Moondru Mudichu marked Sridevi's first leading adult role at the age of 13, and Rajinikanth's first major role in Tamil. It was released on 22 October 1976 and became a success.

Plot 

Balaji and Prasath are roommates in a city. Balaji falls in love with 18-year-old Selvi who lives in the same apartment complex. Prasath, who has his eyes on Selvi, pretends to back Balaji's love while secretly hoping to create a divide between them. Selvi realises Prasath's evil intentions when she finds out that he has seduced an innocent girl living in the same apartment complex. However, she is unable to convince Balaji, who hero-worships Prasath.

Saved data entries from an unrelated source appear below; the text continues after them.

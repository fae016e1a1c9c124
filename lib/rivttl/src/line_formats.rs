//! Shared reader implementation for N-Triples and N-Quads.

use crate::event::{ReaderEvent, StatementFlags};
use crate::lexer::{TtlLexer, TtlLexerMode, TtlToken};
use crate::toolkit::{
    Lexer, Parser, RuleRecognizer, RuleRecognizerError, TokenOrLineJump,
};
use crate::{MAX_BUFFER_SIZE, MIN_BUFFER_SIZE};
use rivrdf::vocab::rdf;
use rivrdf::{
    BlankNode, GraphName, Literal, NamedNode, Predicate, Statement, Subject, Term, Variable,
};

pub struct LineFormatsRecognizer {
    stack: Vec<LineFormatsState>,
    subjects: Vec<Subject>,
    predicates: Vec<Predicate>,
    objects: Vec<Term>,
    lenient: bool,
}

pub struct LineFormatsRecognizerContext {
    with_graph_name: bool,
    with_variables: bool,
}

enum LineFormatsState {
    ExpectSubject,
    ExpectPredicate,
    ExpectObject,
    ExpectPossibleGraphOrDot,
    ExpectDot,
    ExpectLiteralAnnotationOrGraphNameOrDot { value: String },
    ExpectLiteralDatatype { value: String },
    ExpectLineJump,
    RecoverToLineJump,
}

impl RuleRecognizer for LineFormatsRecognizer {
    type TokenRecognizer = TtlLexer;
    type Output = ReaderEvent;
    type Context = LineFormatsRecognizerContext;

    fn error_recovery_state(mut self) -> Self {
        self.stack.clear();
        self.stack.push(LineFormatsState::RecoverToLineJump);
        self.subjects.clear();
        self.predicates.clear();
        self.objects.clear();
        self
    }

    fn recognize_next(
        mut self,
        token: TokenOrLineJump<TtlToken<'_>>,
        context: &mut LineFormatsRecognizerContext,
        results: &mut Vec<ReaderEvent>,
        errors: &mut Vec<RuleRecognizerError>,
    ) -> Self {
        match self.stack.pop().unwrap_or(LineFormatsState::ExpectSubject) {
            LineFormatsState::ExpectSubject => {
                let TokenOrLineJump::Token(token) = token else {
                    return self;
                };
                match token {
                    TtlToken::IriRef(s) => match self.named_node(s) {
                        Ok(s) => {
                            self.subjects.push(s.into());
                            self.stack.push(LineFormatsState::ExpectPredicate);
                            self
                        }
                        Err(e) => self.error(errors, e),
                    },
                    TtlToken::BlankNodeLabel(s) => {
                        self.subjects.push(BlankNode::new_unchecked(s).into());
                        self.stack.push(LineFormatsState::ExpectPredicate);
                        self
                    }
                    TtlToken::Variable(name) if context.with_variables => {
                        self.subjects.push(Variable::new_unchecked(name).into());
                        self.stack.push(LineFormatsState::ExpectPredicate);
                        self
                    }
                    TtlToken::LangTag(directive)
                        if matches!(directive, "prefix" | "base") =>
                    {
                        self.error(
                            errors,
                            format!("@{directive} directives are not allowed in this syntax"),
                        )
                    }
                    _ => self.error(
                        errors,
                        "The subject of a triple must be an IRI or a blank node",
                    ),
                }
            }
            LineFormatsState::ExpectPredicate => {
                let TokenOrLineJump::Token(token) = token else {
                    return self
                        .error(errors, "line jumps are not allowed in the middle of triples")
                        .recognize_next(TokenOrLineJump::LineJump, context, results, errors);
                };
                match token {
                    TtlToken::IriRef(p) => match self.named_node(p) {
                        Ok(p) => {
                            self.predicates.push(p.into());
                            self.stack.push(LineFormatsState::ExpectObject);
                            self
                        }
                        Err(e) => self.error(errors, e),
                    },
                    TtlToken::Variable(name) if context.with_variables => {
                        self.predicates.push(Variable::new_unchecked(name).into());
                        self.stack.push(LineFormatsState::ExpectObject);
                        self
                    }
                    _ => self.error(errors, "The predicate of a triple must be an IRI"),
                }
            }
            LineFormatsState::ExpectObject => {
                let TokenOrLineJump::Token(token) = token else {
                    return self
                        .error(errors, "line jumps are not allowed in the middle of triples")
                        .recognize_next(TokenOrLineJump::LineJump, context, results, errors);
                };
                match token {
                    TtlToken::IriRef(o) => match self.named_node(o) {
                        Ok(o) => {
                            self.objects.push(o.into());
                            self.stack.push(LineFormatsState::ExpectPossibleGraphOrDot);
                            self
                        }
                        Err(e) => self.error(errors, e),
                    },
                    TtlToken::BlankNodeLabel(o) => {
                        self.objects.push(BlankNode::new_unchecked(o).into());
                        self.stack.push(LineFormatsState::ExpectPossibleGraphOrDot);
                        self
                    }
                    TtlToken::Variable(name) if context.with_variables => {
                        self.objects.push(Variable::new_unchecked(name).into());
                        self.stack.push(LineFormatsState::ExpectPossibleGraphOrDot);
                        self
                    }
                    TtlToken::String(value) => {
                        self.stack
                            .push(LineFormatsState::ExpectLiteralAnnotationOrGraphNameOrDot {
                                value,
                            });
                        self
                    }
                    TtlToken::Punctuation(",") => self.error(
                        errors,
                        "Object lists with ',' are not supported by this syntax",
                    ),
                    _ => self.error(
                        errors,
                        "The object of a triple must be an IRI, a blank node or a literal",
                    ),
                }
            }
            LineFormatsState::ExpectLiteralAnnotationOrGraphNameOrDot { value } => match token {
                TokenOrLineJump::Token(TtlToken::LangTag(language)) => {
                    self.objects.push(
                        Literal::new_language_tagged_literal_unchecked(
                            value,
                            language.to_ascii_lowercase(),
                        )
                        .into(),
                    );
                    self.stack.push(LineFormatsState::ExpectPossibleGraphOrDot);
                    self
                }
                TokenOrLineJump::Token(TtlToken::Punctuation("^^")) => {
                    self.stack
                        .push(LineFormatsState::ExpectLiteralDatatype { value });
                    self
                }
                _ => {
                    self.objects.push(Literal::new_simple_literal(value).into());
                    self.stack.push(LineFormatsState::ExpectPossibleGraphOrDot);
                    self.recognize_next(token, context, results, errors)
                }
            },
            LineFormatsState::ExpectLiteralDatatype { value } => {
                let TokenOrLineJump::Token(token) = token else {
                    return self
                        .error(errors, "line jumps are not allowed in the middle of triples")
                        .recognize_next(TokenOrLineJump::LineJump, context, results, errors);
                };
                match token {
                    TtlToken::IriRef(d) => match self.named_node(d) {
                        Ok(d) => {
                            if !self.lenient && d == rdf::LANG_STRING {
                                errors.push("The datatype of a literal without a language tag must not be rdf:langString".into());
                            }
                            self.objects
                                .push(Literal::new_typed_literal(value, d).into());
                            self.stack.push(LineFormatsState::ExpectPossibleGraphOrDot);
                            self
                        }
                        Err(e) => self.error(errors, e),
                    },
                    _ => self.error(errors, "A literal datatype must be an IRI"),
                }
            }
            LineFormatsState::ExpectPossibleGraphOrDot => match token {
                TokenOrLineJump::Token(TtlToken::IriRef(g)) if context.with_graph_name => {
                    match self.named_node(g) {
                        Ok(g) => {
                            self.emit_statement(results, g.into());
                            self.stack.push(LineFormatsState::ExpectDot);
                            self
                        }
                        Err(e) => self.error(errors, e),
                    }
                }
                TokenOrLineJump::Token(TtlToken::BlankNodeLabel(g))
                    if context.with_graph_name =>
                {
                    self.emit_statement(results, BlankNode::new_unchecked(g).into());
                    self.stack.push(LineFormatsState::ExpectDot);
                    self
                }
                TokenOrLineJump::Token(TtlToken::Variable(name))
                    if context.with_graph_name && context.with_variables =>
                {
                    self.emit_statement(results, Variable::new_unchecked(name).into());
                    self.stack.push(LineFormatsState::ExpectDot);
                    self
                }
                _ => {
                    self.emit_statement(results, GraphName::DefaultGraph);
                    self.stack.push(LineFormatsState::ExpectDot);
                    self.recognize_next(token, context, results, errors)
                }
            },
            LineFormatsState::ExpectDot => {
                let TokenOrLineJump::Token(token) = token else {
                    return self
                        .error(errors, "Statements must be followed by a dot")
                        .recognize_next(TokenOrLineJump::LineJump, context, results, errors);
                };
                if let TtlToken::Punctuation(".") = token {
                    self.stack.push(LineFormatsState::ExpectLineJump);
                    self
                } else {
                    errors.push("Statements must be followed by a dot".into());
                    self.recognize_next(TokenOrLineJump::Token(token), context, results, errors)
                }
            }
            LineFormatsState::ExpectLineJump => {
                let TokenOrLineJump::Token(token) = token else {
                    return self;
                };
                errors.push(
                    "Only a single triple or quad can be written on each line".into(),
                );
                self.recognize_next(TokenOrLineJump::Token(token), context, results, errors)
            }
            LineFormatsState::RecoverToLineJump => {
                if token != TokenOrLineJump::LineJump {
                    self.stack.push(LineFormatsState::RecoverToLineJump);
                }
                self
            }
        }
    }

    fn recognize_end(
        mut self,
        _context: &mut LineFormatsRecognizerContext,
        results: &mut Vec<ReaderEvent>,
        errors: &mut Vec<RuleRecognizerError>,
    ) {
        match &*self.stack {
            [
                LineFormatsState::ExpectSubject
                | LineFormatsState::ExpectLineJump
                | LineFormatsState::RecoverToLineJump,
            ]
            | [] => (),
            [LineFormatsState::ExpectDot] => {
                errors.push("Statements must be followed by a dot".into())
            }
            [LineFormatsState::ExpectPossibleGraphOrDot] => {
                self.emit_statement(results, GraphName::DefaultGraph);
                errors.push("Statements must be followed by a dot".into())
            }
            [LineFormatsState::ExpectLiteralAnnotationOrGraphNameOrDot { value }] => {
                self.objects
                    .push(Literal::new_simple_literal(value.clone()).into());
                self.emit_statement(results, GraphName::DefaultGraph);
                errors.push("Statements must be followed by a dot".into())
            }
            _ => errors.push("Unexpected end of file".into()),
        }
    }
}

impl LineFormatsRecognizer {
    pub fn new_parser<B>(
        data: B,
        is_ending: bool,
        with_graph_name: bool,
        with_variables: bool,
        lenient: bool,
    ) -> Parser<B, Self> {
        Parser::new(
            Lexer::new(
                TtlLexer::new(TtlLexerMode::LineFormats, lenient),
                data,
                is_ending,
                MIN_BUFFER_SIZE,
                MAX_BUFFER_SIZE,
            ),
            Self {
                stack: vec![LineFormatsState::ExpectSubject],
                subjects: Vec::new(),
                predicates: Vec::new(),
                objects: Vec::new(),
                lenient,
            },
            LineFormatsRecognizerContext {
                with_graph_name,
                with_variables,
            },
        )
    }

    fn named_node(&self, iri: String) -> Result<NamedNode, String> {
        if self.lenient {
            Ok(NamedNode::new_unchecked(iri))
        } else {
            NamedNode::new(iri).map_err(|e| e.to_string())
        }
    }

    #[must_use]
    fn error(self, errors: &mut Vec<RuleRecognizerError>, msg: impl Into<RuleRecognizerError>) -> Self {
        errors.push(msg.into());
        self.error_recovery_state()
    }

    fn emit_statement(&mut self, results: &mut Vec<ReaderEvent>, graph_name: GraphName) {
        let statement = Statement {
            subject: self.subjects.pop().unwrap(),
            predicate: self.predicates.pop().unwrap(),
            object: self.objects.pop().unwrap(),
            graph_name,
        };
        results.push(ReaderEvent::statement(statement, StatementFlags::NONE));
    }
}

Things come to a head when Balaji and Selvi go for a picnic by the lake and Balaji decides to invite Prasath along. As the three of them head to the middle of the lake on a boat, Balaji topples over by mistake. Prasath refuses to jump in and save Balaji, on the pretext that he does not know swimming. A devastated Selvi returns home to another shock – her sister, who plays small roles in movies, has been in a fire accident which has left her face permanently scarred. Overnight, Selvi's life undergoes a change .

Selvi comes across a advertisement in paper for a second marriage to a wealthy man with 4 kids  and applies for the same. However the elderly person refuses for marriage with a young girl and asks her to take care of the kids. Impressed by her Service, he decides to marry her to his eldest son, whom unknown to her was Prasath.

Seeing Selvi in his house seems like a deer in lion's den for Prasath who visits his father during the weekend.  Prasath tries his best to convince his father for his marriage with Selvi and fixes the date. In meantime chasing Selvi, Prasath goes to Selvi house and spots the burnt face of her sister. Unable to see the face, he returns immediately.  The sister humiliated by Prasaths act commits suicide , leaving Selvi with no one in the World

In an attempt to salvage her life, Selvi decides to marry Prasath's father in the absence of Prasath, before he returns the next weekend.
After her marriage to Prasath's father, she decides to use her 'mother' status to exact revenge on Prasath and gives him a shock when he returns.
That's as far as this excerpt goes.